23. August 2018 | Gesundheit | Ernährung | Wissenschaft | Forschung | Die gesunde Wahrheit

Epigenetik

Was, wenn die Entscheidungen, die Du heute triffst, nicht nur Deine Gesundheit betreffen, sondern auch die Gesundheit Deiner Familie über mehrere Generationen hinweg? Es klingt ein bisschen verrückt – sicher. Deine Zuckergewohnheit am Nachmittag könnte dazu führen, dass Du im Laufe der Jahre ein paar Pfund zugenommen hast, aber wie um alles in der Welt würde es Deine Nachkommen beeinflussen, die Du noch nicht einmal hast? Willkommen in der wilden Welt der Epigenetik.

 

 

 

Was ist Epigenetik?

Die Epigenetik ist ein aufstrebendes Gebiet der Wissenschaft, das schließlich massive Auswirkungen darauf haben könnte, wie wir mit unserer Gesundheit und der künftiger Generationen umgehen.

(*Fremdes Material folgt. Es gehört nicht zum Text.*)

//! Screen layout definitions for the TUI
//!
//! Sidebar on the left, header across the top of the content column, page
//! body below it.

use ratatui::layout::{Constraint, Layout, Rect};

pub const SIDEBAR_EXPANDED_WIDTH: u16 = 22;
pub const SIDEBAR_COLLAPSED_WIDTH: u16 = 5;
pub const HEADER_HEIGHT: u16 = 3;
pub const KPI_HEIGHT: u16 = 4;

/// Screen areas for the main layout
#[derive(Debug, Clone, Copy)]
pub struct ScreenAreas {
    pub sidebar: Rect,
    pub header: Rect,
    pub content: Rect,
}

/// Dashboard page areas: KPI row over a two-by-two card grid
#[derive(Debug, Clone, Copy)]
pub struct DashboardAreas {
    pub kpis: Rect,
    pub weather: Rect,
    pub finance: Rect,
    pub news: Rect,
    pub activity: Rect,
}

pub fn sidebar_width(expanded: bool) -> u16 {
    if expanded {
        SIDEBAR_EXPANDED_WIDTH
    } else {
        SIDEBAR_COLLAPSED_WIDTH
    }
}

/// Split the screen around a sidebar of the given state
pub fn create(area: Rect, sidebar_expanded: bool) -> ScreenAreas {
    let [sidebar, main] = Layout::horizontal([
        Constraint::Length(sidebar_width(sidebar_expanded)),
        Constraint::Min(0),
    ])
    .areas(area);

    let [header, content] =
        Layout::vertical([Constraint::Length(HEADER_HEIGHT), Constraint::Min(0)]).areas(main);

    ScreenAreas {
        sidebar,
        header,
        content,
    }
}

pub fn dashboard(content: Rect) -> DashboardAreas {
    let [kpis, top, bottom] = Layout::vertical([
        Constraint::Length(KPI_HEIGHT),
        Constraint::Percentage(50),
        Constraint::Percentage(50),
    ])
    .areas(content);

    // 3:7 / 4:7 columns
    let columns = [Constraint::Ratio(3, 7), Constraint::Ratio(4, 7)];
    let [weather, finance] = Layout::horizontal(columns).areas(top);
    let [news, activity] = Layout::horizontal(columns).areas(bottom);

    DashboardAreas {
        kpis,
        weather,
        finance,
        news,
        activity,
    }
}
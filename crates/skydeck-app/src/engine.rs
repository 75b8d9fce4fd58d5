//! Engine - orchestration state shared by the TUI runner and tests
//!
//! The Engine owns the TEA state, the message channel, in-flight fetch tasks,
//! the shutdown signal and the event broadcaster.

use std::collections::HashMap;
use std::sync::Arc;
use std::time::Duration;

use tokio::sync::{broadcast, mpsc, watch};
use tracing::{debug, info, warn};

use skydeck_core::{AppPhase, Page, Phase, Theme, WidgetKind};

use crate::actions::FetchTaskMap;
use crate::engine_event::EngineEvent;
use crate::message::Message;
use crate::process;
use crate::provider::{AnyProvider, DataProvider};
use crate::signals;
use crate::state::AppState;

/// Lightweight snapshot of state for change detection.
///
/// Captured before message processing, compared after to detect
/// what changed and emit appropriate EngineEvents.
#[derive(Debug, Clone, PartialEq, Eq)]
struct StateSnapshot {
    phase: AppPhase,
    theme: Theme,
    sidebar_expanded: bool,
    page: Page,
    widgets: [Phase; 4],
}

impl StateSnapshot {
    fn capture(state: &AppState) -> Self {
        Self {
            phase: state.phase,
            theme: state.theme(),
            sidebar_expanded: state.shell.sidebar_expanded,
            page: state.page,
            widgets: state.board.phases(),
        }
    }
}

/// Orchestration engine for Skydeck.
pub struct Engine<P = AnyProvider> {
    /// TEA application state (the Model)
    pub state: AppState,

    /// Sender half of the unified message channel.
    /// Clone this to give to input sources (signal handler, fetch tasks).
    pub msg_tx: mpsc::Sender<Message>,

    /// Receiver half of the unified message channel.
    pub msg_rx: mpsc::Receiver<Message>,

    /// Data source for widget fetches
    provider: Arc<P>,

    /// In-flight fetches keyed by mount
    pub fetch_tasks: FetchTaskMap,

    /// Send `true` to initiate shutdown.
    pub shutdown_tx: watch::Sender<bool>,

    /// Receiver for the shutdown signal. Clone for background tasks.
    pub shutdown_rx: watch::Receiver<bool>,

    event_tx: broadcast::Sender<EngineEvent>,
}

impl<P> Engine<P>
where
    P: DataProvider + Sync + 'static,
{
    /// Create an Engine around an initial state.
    ///
    /// Must be called inside a tokio runtime: the signal handler is spawned here.
    pub fn new(state: AppState, provider: P) -> Self {
        let (msg_tx, msg_rx) = mpsc::channel::<Message>(256);
        let (shutdown_tx, shutdown_rx) = watch::channel(false);
        let fetch_tasks: FetchTaskMap = Arc::new(std::sync::Mutex::new(HashMap::new()));

        signals::spawn_signal_handler(msg_tx.clone());

        let (event_tx, _) = broadcast::channel(256);

        Self {
            state,
            msg_tx,
            msg_rx,
            provider: Arc::new(provider),
            fetch_tasks,
            shutdown_tx,
            shutdown_rx,
            event_tx,
        }
    }

    /// Mount the initial page and start its fetches
    pub fn start(&mut self) {
        info!(
            "Engine starting on {:?} (theme: {}, sidebar: {})",
            self.state.page,
            self.state.theme(),
            if self.state.shell.sidebar_expanded {
                "expanded"
            } else {
                "collapsed"
            }
        );
        self.process_message(Message::MountPage);
    }

    pub fn provider(&self) -> &P {
        &self.provider
    }

    /// Subscribe to engine events.
    ///
    /// If the subscriber falls behind, older events are dropped
    /// (`broadcast::error::RecvError::Lagged`).
    pub fn subscribe(&self) -> broadcast::Receiver<EngineEvent> {
        self.event_tx.subscribe()
    }

    /// Process a single message through the TEA update cycle and emit
    /// events for whatever it changed.
    ///
    /// State is compared after every step of the follow-up chain, so a
    /// remount publishes its `Idle` step before the new `Loading`.
    pub fn process_message(&mut self, msg: Message) {
        let event_tx = &self.event_tx;
        let mut last = StateSnapshot::capture(&self.state);

        process::process_message_observed(
            &mut self.state,
            msg,
            &self.msg_tx,
            &self.provider,
            &self.fetch_tasks,
            &self.shutdown_rx,
            |state| {
                let next = StateSnapshot::capture(state);
                if next != last {
                    emit_events(event_tx, &last, &next);
                    last = next;
                }
            },
        );
    }

    /// Drain and process all pending messages from the channel.
    ///
    /// Returns the number of messages processed.
    pub fn drain_pending_messages(&mut self) -> usize {
        let mut count = 0;
        while let Ok(msg) = self.msg_rx.try_recv() {
            self.process_message(msg);
            count += 1;
        }
        count
    }

    /// Wait for the next message and process it. Returns false once every
    /// sender is gone.
    pub async fn process_next(&mut self) -> bool {
        match self.msg_rx.recv().await {
            Some(msg) => {
                self.process_message(msg);
                true
            }
            None => false,
        }
    }

    pub fn should_quit(&self) -> bool {
        self.state.should_quit()
    }

    /// Signal background tasks and wait for outstanding fetches.
    pub async fn shutdown(&mut self) {
        self.emit(EngineEvent::Shutdown);

        let _ = self.shutdown_tx.send(true);

        let tasks: Vec<_> = {
            let mut map = match self.fetch_tasks.lock() {
                Ok(guard) => guard,
                Err(poisoned) => poisoned.into_inner(),
            };
            map.drain().collect()
        };

        for (mount, handle) in tasks {
            match tokio::time::timeout(Duration::from_secs(2), handle).await {
                Ok(Ok(())) => debug!("Fetch {} finished", mount),
                Ok(Err(e)) if e.is_cancelled() => debug!("Fetch {} was cancelled", mount),
                Ok(Err(e)) => warn!("Fetch {} panicked: {}", mount, e),
                Err(_) => warn!("Fetch {} did not stop in time", mount),
            }
        }
    }

    fn emit(&self, event: EngineEvent) {
        emit(&self.event_tx, event);
    }
}

fn emit_events(tx: &broadcast::Sender<EngineEvent>, pre: &StateSnapshot, post: &StateSnapshot) {
    if pre.phase != post.phase {
        emit(tx, EngineEvent::PhaseChanged {
            old_phase: pre.phase,
            new_phase: post.phase,
        });
    }

    if pre.theme != post.theme {
        emit(tx, EngineEvent::ThemeChanged { theme: post.theme });
    }

    if pre.sidebar_expanded != post.sidebar_expanded {
        emit(tx, EngineEvent::SidebarToggled {
            expanded: post.sidebar_expanded,
        });
    }

    if pre.page != post.page {
        emit(tx, EngineEvent::PageChanged {
            from: pre.page,
            to: post.page,
        });
    }

    for (i, kind) in WidgetKind::ALL.iter().enumerate() {
        if pre.widgets[i] != post.widgets[i] {
            emit(tx, EngineEvent::WidgetPhaseChanged {
                kind: *kind,
                old_phase: pre.widgets[i],
                new_phase: post.widgets[i],
            });
        }
    }
}

/// send() only fails when nobody is subscribed.
fn emit(tx: &broadcast::Sender<EngineEvent>, event: EngineEvent) {
    let _ = tx.send(event);
}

Jeder von uns hat eine DNA, die, wenn man keinen identischen Zwilling hat, völlig einzigartig ist. Fast jede Zelle in unserem Körper enthält unsere gesamte DNA und alle Gene, die uns zu dem machen, was wir sind; dies wird als Genom bezeichnet. Aber offensichtlich bestehen wir nicht alle nur aus einem Zelltyp.

Unsere Gehirnzellen machen andere Dinge als zum Beispiel die in unserem Herzen, die sich anders verhalten als unsere Hautzellen. Wenn alle unsere Zellen die gleichen Informationen haben, wie kommt es dann, dass sie unterschiedliche Dinge tun?

Hier kommt die Epigenetik ins Spiel. Es ist im Grunde eine Befehlsebene auf unserer DNA, die ihr sagt, was sie einschalten soll, wie sie arbeiten soll und so weiter. Man kann es sich wie ein Orchester vorstellen: Unsere DNA ist die Musik, und das Epigenom ist der Dirigent, der den Zellen sagt, was sie wann tun sollen. Das persönliche Orchester ist bei jedem etwas anders. Während das Epigenom also unsere DNA nicht verändert, ist es für die Entscheidung verantwortlich, welche Gene in den Zellen Ihres Körpers exprimiert werden.

 

 

So funktioniert sie

So funktioniert es: Jede Zelle mit Ihrer gesamten DNA wartet auf Anweisungen von außen, um Befehle auszuführen. Dies geschieht in Form einer Methylgruppe, einer Verbindung aus Kohlenstoff und Wasserstoff. Diese Methylgruppen binden an die Gene und lassen sie wissen, wann sie sich selbst exprimieren und wann sie ruhen müssen, und sie binden unterschiedlich, je nachdem, wo sich die DNA im Körper befindet. Schlau, was?

Histone spielen in der Epigenetik eine Rolle und zeigen, wie sich Gene ausdrücken. Histone sind die Proteinmoleküle, um die sich die DNA wickelt. Wie eng die DNA um das Histon gewickelt ist, entscheidet darüber, wie stark sich ein Gen exprimiert. So sagen die Methylgruppen der Zelle, was es ist, und Histone entscheiden, wie viel die  Zelle sozusagen die Lautstärke erhöhen soll. Jede Zelle in unserem Körper hat diese Methyl- und Histon-Kombination und weist sie an, was zu tun ist und wie viel zu tun ist. Ohne das Epigenom, das Ihren Zellen, dem Genom, Anweisungen gibt, wüsste unser Körper nicht, was er tun soll.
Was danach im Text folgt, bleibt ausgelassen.